A federal agency has scrapped a proposal to automatically allow government-sponsored farm lenders to invest more in rural hospitals, retirement homes and similar facilities.
However, it may still allow such loans on a case-by-case basis.
The Farm Credit Administration’s proposed rule would have authorized companies within the Farm Credit System network of lenders to make such investments without the agency’s prior approval.
For example, a rural nursing home could raise money by selling a bond to a system lender, as long as certain criteria were followed.
Community bankers and others had vehemently opposed the proposal, arguing that it deviated from the system’s primary purpose of lending to agriculture.
The Farm Credit System enjoys lower tax rates and lending costs than commercial banks, so it shouldn’t be allowed to compete with them beyond its traditional mission, opponents claimed.
Proponents argued that such investment is critical to agriculture, since farmers need access to hospitals, schools and other facilities in the rural areas where they live.

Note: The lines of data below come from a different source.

//! The scheduler: queue, executor pool and dependency graph wired
//! together.
//!
//! One `Scheduler` instance owns the whole scheduling context. It is
//! created with `Arc::new_cyclic` so background work (maintenance ticks,
//! quiet-period timers, completion hooks) holds only weak references and
//! everything winds down once the last strong handle is dropped.

use crate::executor::{ExecutorPool, SchedulerEvents};
use crate::graph::{DependencyGraph, build_graph};
use crate::queue::{ItemSnapshot, Queue};
use async_trait::async_trait;
use foreman_config::SchedulerConfig;
use foreman_core::{
    AccessControl, Action, BuildCompletion, Cause, Error, ItemId, ProjectRegistry, Result, Task,
    TaskId,
};
use std::sync::{Arc, Weak};
use std::time::Duration;
use tokio::sync::RwLock;
use tokio::time::MissedTickBehavior;
use tracing::{info, warn};

pub struct Scheduler {
    config: SchedulerConfig,
    registry: Arc<dyn ProjectRegistry>,
    access: Arc<dyn AccessControl>,
    queue: Arc<Queue>,
    pool: ExecutorPool,
    graph: RwLock<Arc<DependencyGraph>>,
    self_ref: Weak<Scheduler>,
}

impl Scheduler {
    /// Build a scheduler from configuration and the collaborator seams.
    /// Executors do not run until [`Scheduler::start`].
    pub fn new(
        config: SchedulerConfig,
        registry: Arc<dyn ProjectRegistry>,
        access: Arc<dyn AccessControl>,
    ) -> Arc<Self> {
        Arc::new_cyclic(|self_ref| {
            let queue = Arc::new(Queue::new(access.clone()));
            let pool = ExecutorPool::new(queue.clone(), &config);
            let graph = RwLock::new(Arc::new(build_graph(registry.as_ref())));
            Self {
                config,
                registry,
                access,
                queue,
                pool,
                graph,
                self_ref: self_ref.clone(),
            }
        })
    }

    pub fn queue(&self) -> &Arc<Queue> {
        &self.queue
    }

    pub fn pool(&self) -> &ExecutorPool {
        &self.pool
    }

    /// Spawn the executor pool and the periodic maintenance loop. The
    /// maintenance loop stops once the scheduler is dropped.
    pub async fn start(&self) {
        let Some(this) = self.self_ref.upgrade() else {
            return;
        };
        self.pool.start(this).await;

        let interval = self.config.maintenance_interval();
        let weak = self.self_ref.clone();
        tokio::spawn(async move {
            let mut ticker = tokio::time::interval(interval);
            ticker.set_missed_tick_behavior(MissedTickBehavior::Delay);
            loop {
                ticker.tick().await;
                let Some(scheduler) = weak.upgrade() else {
                    return;
                };
                scheduler.maintain().await;
            }
        });
        info!(
            maintenance_interval_secs = self.config.maintenance_interval_secs,
            "scheduler started"
        );
    }

    /// Submit a build of the task named `task_id`.
    ///
    /// `quiet_period` overrides both the task's own setting and the
    /// configured default. A duplicate submission returns the existing
    /// item's id; `Ok(None)` means the task refused scheduling.
    pub async fn schedule(
        &self,
        task_id: &TaskId,
        quiet_period: Option<Duration>,
        actions: Vec<Action>,
    ) -> Result<Option<ItemId>> {
        let task = self
            .registry
            .task(task_id)
            .ok_or_else(|| Error::UnknownTask(task_id.to_string()))?;
        Ok(self.schedule_task(task, quiet_period, actions).await)
    }

    async fn schedule_task(
        &self,
        task: Arc<dyn Task>,
        quiet_period: Option<Duration>,
        actions: Vec<Action>,
    ) -> Option<ItemId> {
        let quiet = quiet_period
            .or_else(|| task.quiet_period())
            .unwrap_or_else(|| self.config.default_quiet_period());
        let id = self.queue.schedule(task, quiet, actions).await?;

        // promote the item as soon as its quiet period elapses, rather
        // than waiting for the next periodic tick
        let weak = self.self_ref.clone();
        tokio::spawn(async move {
            tokio::time::sleep(quiet).await;
            if let Some(scheduler) = weak.upgrade() {
                scheduler.maintain().await;
            }
        });
        Some(id)
    }

    /// Remove the not-yet-started queue item of `task`, if any.
    pub async fn cancel(&self, task: &TaskId) -> Result<bool> {
        let cancelled = self.queue.cancel(task).await?;
        if cancelled {
            // items blocked on the cancelled one may now proceed
            self.maintain().await;
        }
        Ok(cancelled)
    }

    /// Gracefully stop the running build of `task`, if any.
    pub async fn stop(&self, task: &TaskId) -> Result<bool> {
        self.pool.stop(task, self.access.as_ref()).await
    }

    /// One maintenance pass: promote items whose quiet period elapsed and
    /// recompute blocking causes.
    pub async fn maintain(&self) {
        let graph = self.dependency_graph().await;
        self.queue.maintain(&graph, &self.pool).await;
    }

    /// Rebuild the dependency graph from the registry and swap it in.
    /// Readers that already hold the old snapshot keep using it; there is
    /// no intermediate half-built state.
    pub async fn rebuild_dependency_graph(&self) {
        let graph = Arc::new(build_graph(self.registry.as_ref()));
        *self.graph.write().await = graph;
        self.maintain().await;
    }

    /// The current dependency graph snapshot.
    pub async fn dependency_graph(&self) -> Arc<DependencyGraph> {
        self.graph.read().await.clone()
    }

    pub async fn queue_items(&self) -> Vec<ItemSnapshot> {
        self.queue.items().await
    }
}

#[async_trait]
impl SchedulerEvents for Scheduler {
    async fn on_completed(&self, completion: BuildCompletion) {
        info!(
            task = %completion.task,
            item = %completion.item_id,
            outcome = ?completion.outcome,
            "build completed"
        );

        let graph = self.dependency_graph().await;
        for group in graph.downstream_groups(&completion.task) {
            let Some(mut actions) = group.should_trigger(&completion) else {
                continue;
            };
            actions.push(Action::Cause(Cause::UpstreamBuild {
                task: completion.task.clone(),
            }));
            match self.registry.task(group.downstream()) {
                Some(task) => {
                    let downstream = task.id();
                    info!(
                        upstream = %completion.task,
                        downstream = %downstream,
                        "triggering downstream build"
                    );
                    if self.schedule_task(task, None, actions).await.is_none() {
                        warn!(downstream = %downstream, "downstream task refused scheduling");
                    }
                }
                None => warn!(
                    downstream = %group.downstream(),
                    "downstream task no longer in the registry"
                ),
            }
        }

        self.maintain().await;
    }

    async fn on_executor_idle(&self) {
        self.maintain().await;
    }
}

Farm families often rely on off-farm income, so such facilities also provide jobs and other economic opportunities in rural communities, proponents claimed.
While the Farm Credit Administration has dropped the proposal — and will end associated pilot programs aimed at rural investment — it isn’t backing away from the idea entirely, said Gary Van Meter, director of the agency’s regulatory policy office.
“We felt it was more important to go forward on a case-by-case basis,” Van Meter said.
Lenders within the system will still be able to ask the FCA’s permission to invest in rural facilities, but the agency has decided against creating a standardized process for such investments, he said.
The agency decided to back away from the proposal in part because system lenders made a relatively small amount of investment in such facilities under the pilot programs, Van Meter said.
Since the pilot programs were launched nearly a decade ago, Farm Credit institutions invested about $733 million in rural community projects. That represents less than a half-percent of the system’s total loan volume.
The proposed rule was initially floated in 2008 and has since generated strong feelings on both sides, Van Meter said. “It was controversial.”
Some lenders within the Farm Credit System likely didn’t make such investments due to uncertainty, said Ken Auer, president and CEO of the Farm Credit Council, a trade group for system companies.
To participate in the pilot programs, lenders had to spend money on hiring people with the expertise to analyze those types of investments, he said. Many preferred to “wait and see” whether the rule would be finalized.
“Not all institutions were able to take that risk,” Auer said.
Opponents of the proposal seemed to think that if they didn’t want to fund rural community projects, then nobody should be allowed to, he said.
Expanded investment in rural facilities is especially important now due to tighter federal spending, Auer said. “There are more than enough needs in rural America.”
Bert Ely, a financial industry consultant who opposed the proposal, said he remains suspicious of the Farm Credit System’s involvement in such projects.
By allowing such investments on a case-by-case basis, “they’re still keeping it in place, effectively,” said Ely, who is affiliated with the American Bankers Association, an opponent of the rule. “De facto, they’re going to continue it.”
The notion that Farm Credit System lenders are investing by buying bonds is really just a “subterfuge” intended to exceed their authority under the Farm Credit Act, which created the system, he said.
“It’s a loan by another name. There’s credit risk,” Ely said. “It’s sidestepping the credit restrictions in the Farm Credit Act.”